◆ Required work ◆
Retype the data exactly, leaving nothing out.

(Dataset entries)
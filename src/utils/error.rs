// src/utils/error.rs
use crate::miner::scheduler;
use serde_json;
use std::io;
use thiserror::Error;
use tokio_tungstenite::tungstenite;
use url;

/// Main error type for the mining application
///
/// This enum represents all possible error conditions that can occur
/// during mining operations, including network, I/O, protocol,
/// device-selection and configuration errors.
#[derive(Error, Debug)]
pub enum MinerError {
    /// Errors related to network connectivity
    #[error("Network connection error: {0}")]
    ConnectionError(String),

    /// Errors in protocol handling or invalid protocol messages
    #[error("Protocol violation: {0}")]
    ProtocolError(String),

    /// Standard I/O operation errors
    #[error("I/O error: {0}")]
    IoError(#[from] io::Error),

    /// JSON serialization/deserialization errors
    #[error("JSON error: {0}")]
    JsonError(#[from] serde_json::Error),

    /// URL parsing errors
    #[error("URL parse error: {0}")]
    UrlError(#[from] url::ParseError),

    /// WebSocket communication errors
    #[error("WebSocket error: {0}")]
    WsError(#[from] tungstenite::Error),

    /// HTTP request/response errors
    #[error("HTTP error: {0}")]
    HttpError(#[from] reqwest::Error),

    /// Configuration file or parameter errors
    #[error("Configuration error: {0}")]
    ConfigError(String),

    /// Platform/device selection and accelerator errors
    #[error("Device error: {0}")]
    DeviceError(String),

    /// Thread communication channel errors
    #[error("Thread communication error: {0}")]
    ChannelError(String),

    /// Invalid user input or parameter errors
    #[error("Invalid input: {0}")]
    InputError(String),

    /// Async task execution errors
    #[error("Task execution error: {0}")]
    TaskError(String),
}

/// Converts crossbeam channel send errors for Shares into MinerError
///
/// Used when failing to send found shares through the reporting queue.
/// Wraps the original error in a `ChannelError` variant with context.
impl From<crossbeam_channel::SendError<scheduler::Share>> for MinerError {
    fn from(e: crossbeam_channel::SendError<scheduler::Share>) -> Self {
        MinerError::ChannelError(format!("Share send failed: {}", e))
    }
}

/// Converts hex decoding errors into MinerError
///
/// Used when invalid hex data is encountered during:
/// - Job prefix/seed/complexity processing
/// - Share encoding
/// Wraps the original error in an `InputError` variant.
impl From<hex::FromHexError> for MinerError {
    fn from(e: hex::FromHexError) -> Self {
        MinerError::InputError(format!("Hex conversion failed: {}", e))
    }
}

/// Converts base64 decoding errors into MinerError
///
/// Used when the pool hands back a wallet address that is not valid
/// URL-safe base64. Wraps the original error in an `InputError` variant.
impl From<base64::DecodeError> for MinerError {
    fn from(e: base64::DecodeError) -> Self {
        MinerError::InputError(format!("Base64 conversion failed: {}", e))
    }
}

/// Converts async task join errors into MinerError
///
/// Used when background tasks fail unexpectedly, including:
/// - Network operations
/// - Reporter workers
/// Wraps the original error in a `TaskError` variant.
impl From<tokio::task::JoinError> for MinerError {
    fn from(e: tokio::task::JoinError) -> Self {
        MinerError::TaskError(format!("Async task failed: {}", e))
    }
}
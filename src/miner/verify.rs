// src/miner/verify.rs
//! Hash verification primitives
//!
//! Pure functions shared by task construction and the worker loop:
//! - SHA-256 digest of a candidate input
//! - SHA-256 midstate of the leading 64-byte block of an input template
//! - Big-endian threshold comparison against a task's complexity

use sha2::digest::generic_array::{GenericArray, typenum::U64};
use sha2::{Digest, Sha256};

/// Number of leading digest bytes the accelerator requires to be zero
/// before it reports a candidate at all.
pub const ZERO_PREFIX_LEN: usize = 4;

/// SHA-256 initialization vector (FIPS 180-4).
const SHA256_INIT: [u32; 8] = [
    0x6a09e667, 0xbb67ae85, 0x3c6ef372, 0xa54ff53a, 0x510e527f, 0x9b05688c, 0x1f83d9ab, 0x5be0cd19,
];

/// Computes the SHA-256 digest of a candidate input
///
/// # Arguments
/// * `input` - The full candidate input bytes
///
/// # Returns
/// 32-byte digest
pub fn digest(input: &[u8]) -> [u8; 32] {
    Sha256::digest(input).into()
}

/// Computes the SHA-256 compression state after the first 64-byte block
///
/// The accelerator resumes hashing from this state for every nonce it
/// tries, so the leading block of the input template is hashed exactly
/// once per task instead of once per attempt.
///
/// # Arguments
/// * `block` - The first 64 bytes of the input template
///
/// # Returns
/// The 8-word intermediate compression state
pub fn midstate(block: &[u8; 64]) -> [u32; 8] {
    let mut state = SHA256_INIT;
    let block = GenericArray::<u8, U64>::from_slice(block);
    sha2::compress256(&mut state, std::slice::from_ref(block));
    state
}

/// Checks whether a digest qualifies against a complexity threshold
///
/// The comparison is a big-endian unsigned byte-wise less-than; a
/// digest exactly equal to the threshold does not qualify.
///
/// # Arguments
/// * `digest` - The candidate digest
/// * `complexity` - The task's complexity threshold
///
/// # Returns
/// `true` if the digest is strictly below the threshold
pub fn meets_complexity(digest: &[u8; 32], complexity: &[u8; 32]) -> bool {
    digest[..] < complexity[..]
}

/// Checks whether a digest carries the zero prefix the accelerator's
/// own filter guarantees
///
/// A reported candidate whose recomputed digest fails this check points
/// at a hardware or driver fault, not at a protocol problem.
///
/// # Arguments
/// * `digest` - The recomputed candidate digest
///
/// # Returns
/// `true` if the leading bytes are all zero
pub fn has_zero_prefix(digest: &[u8; 32]) -> bool {
    digest[..ZERO_PREFIX_LEN].iter().all(|&b| b == 0)
}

◆ Solution to this task ◆
filename src/utils/error.rs
// src/utils/error.rs
use crate::miner::scheduler;
use serde_json;
use std::io;
use thiserror::Error;
use tokio_tungstenite::tungstenite;
use url;

/// Main error type for the mining application
///
/// This enum represents all possible error conditions that can occur
/// during mining operations, including network, I/O, protocol,
/// device-selection and configuration errors.
#[derive(Error, Debug)]
pub enum MinerError {
    /// Errors related to network connectivity
    #[error("Network connection error: {0}")]
    ConnectionError(String),

    /// Errors in protocol handling or invalid protocol messages
    #[error("Protocol violation: {0}")]
    ProtocolError(String),

    /// Standard I/O operation errors
    #[error("I/O error: {0}")]
    IoError(#[from] io::Error),

    /// JSON serialization/deserialization errors
    #[error("JSON error: {0}")]
    JsonError(#[from] serde_json::Error),

    /// URL parsing errors
    #[error("URL parse error: {0}")]
    UrlError(#[from] url::ParseError),

    /// WebSocket communication errors
    #[error("WebSocket error: {0}")]
    WsError(#[from] tungstenite::Error),

    /// HTTP request/response errors
    #[error("HTTP error: {0}")]
    HttpError(#[from] reqwest::Error),

    /// Configuration file or parameter errors
    #[error("Configuration error: {0}")]
    ConfigError(String),

    /// Platform/device selection and accelerator errors
    #[error("Device error: {0}")]
    DeviceError(String),

    /// Thread communication channel errors
    #[error("Thread communication error: {0}")]
    ChannelError(String),

    /// Invalid user input or parameter errors
    #[error("Invalid input: {0}")]
    InputError(String),

    /// Async task execution errors
    #[error("Task execution error: {0}")]
    TaskError(String),
}

/// Converts crossbeam channel send errors for Shares into MinerError
///
/// Used when failing to send found shares through the reporting queue.
/// Wraps the original error in a `ChannelError` variant with context.
impl From<crossbeam_channel::SendError<scheduler::Share>> for MinerError {
    fn from(e: crossbeam_channel::SendError<scheduler::Share>) -> Self {
        MinerError::ChannelError(format!("Share send failed: {}", e))
    }
}

/// Converts hex decoding errors into MinerError
///
/// Used when invalid hex data is encountered during:
/// - Job prefix/seed/complexity processing
/// - Share encoding
/// Wraps the original error in an `InputError` variant.
impl From<hex::FromHexError> for MinerError {
    fn from(e: hex::FromHexError) -> Self {
        MinerError::InputError(format!("Hex conversion failed: {}", e))
    }
}

/// Converts base64 decoding errors into MinerError
///
/// Used when the pool hands back a wallet address that is not valid
/// URL-safe base64. Wraps the original error in an `InputError` variant.
impl From<base64::DecodeError> for MinerError {
    fn from(e: base64::DecodeError) -> Self {
        MinerError::InputError(format!("Base64 conversion failed: {}", e))
    }
}

/// Converts async task join errors into MinerError
///
/// Used when background tasks fail unexpectedly, including:
/// - Network operations
/// - Reporter workers
/// Wraps the original error in a `TaskError` variant.
impl From<tokio::task::JoinError> for MinerError {
    fn from(e: tokio::task::JoinError) -> Self {
        MinerError::TaskError(format!("Async task failed: {}", e))
    }
}
filename src/miner/verify.rs
// src/miner/verify.rs
//! Hash verification primitives
//!
//! Pure functions shared by task construction and the worker loop:
//! - SHA-256 digest of a candidate input
//! - SHA-256 midstate of the leading 64-byte block of an input template
//! - Big-endian threshold comparison against a task's complexity

use sha2::digest::generic_array::{GenericArray, typenum::U64};
use sha2::{Digest, Sha256};

/// Number of leading digest bytes the accelerator requires to be zero
/// before it reports a candidate at all.
pub const ZERO_PREFIX_LEN: usize = 4;

/// SHA-256 initialization vector (FIPS 180-4).
const SHA256_INIT: [u32; 8] = [
    0x6a09e667, 0xbb67ae85, 0x3c6ef372, 0xa54ff53a, 0x510e527f, 0x9b05688c, 0x1f83d9ab, 0x5be0cd19,
];

/// Computes the SHA-256 digest of a candidate input
///
/// # Arguments
/// * `input` - The full candidate input bytes
///
/// # Returns
/// 32-byte digest
pub fn digest(input: &[u8]) -> [u8; 32] {
    Sha256::digest(input).into()
}

/// Computes the SHA-256 compression state after the first 64-byte block
///
/// The accelerator resumes hashing from this state for every nonce it
/// tries, so the leading block of the input template is hashed exactly
/// once per task instead of once per attempt.
///
/// # Arguments
/// * `block` - The first 64 bytes of the input template
///
/// # Returns
/// The 8-word intermediate compression state
pub fn midstate(block: &[u8; 64]) -> [u32; 8] {
    let mut state = SHA256_INIT;
    let block = GenericArray::<u8, U64>::from_slice(block);
    sha2::compress256(&mut state, std::slice::from_ref(block));
    state
}

/// Checks whether a digest qualifies against a complexity threshold
///
/// The comparison is a big-endian unsigned byte-wise less-than; a
/// digest exactly equal to the threshold does not qualify.
///
/// # Arguments
/// * `digest` - The candidate digest
/// * `complexity` - The task's complexity threshold
///
/// # Returns
/// `true` if the digest is strictly below the threshold
pub fn meets_complexity(digest: &[u8; 32], complexity: &[u8; 32]) -> bool {
    digest[..] < complexity[..]
}

/// Checks whether a digest carries the zero prefix the accelerator's
/// own filter guarantees
///
/// A reported candidate whose recomputed digest fails this check points
/// at a hardware or driver fault, not at a protocol problem.
///
/// # Arguments
/// * `digest` - The recomputed candidate digest
///
/// # Returns
/// `true` if the leading bytes are all zero
pub fn has_zero_prefix(digest: &[u8; 32]) -> bool {
    digest[..ZERO_PREFIX_LEN].iter().all(|&b| b == 0)
}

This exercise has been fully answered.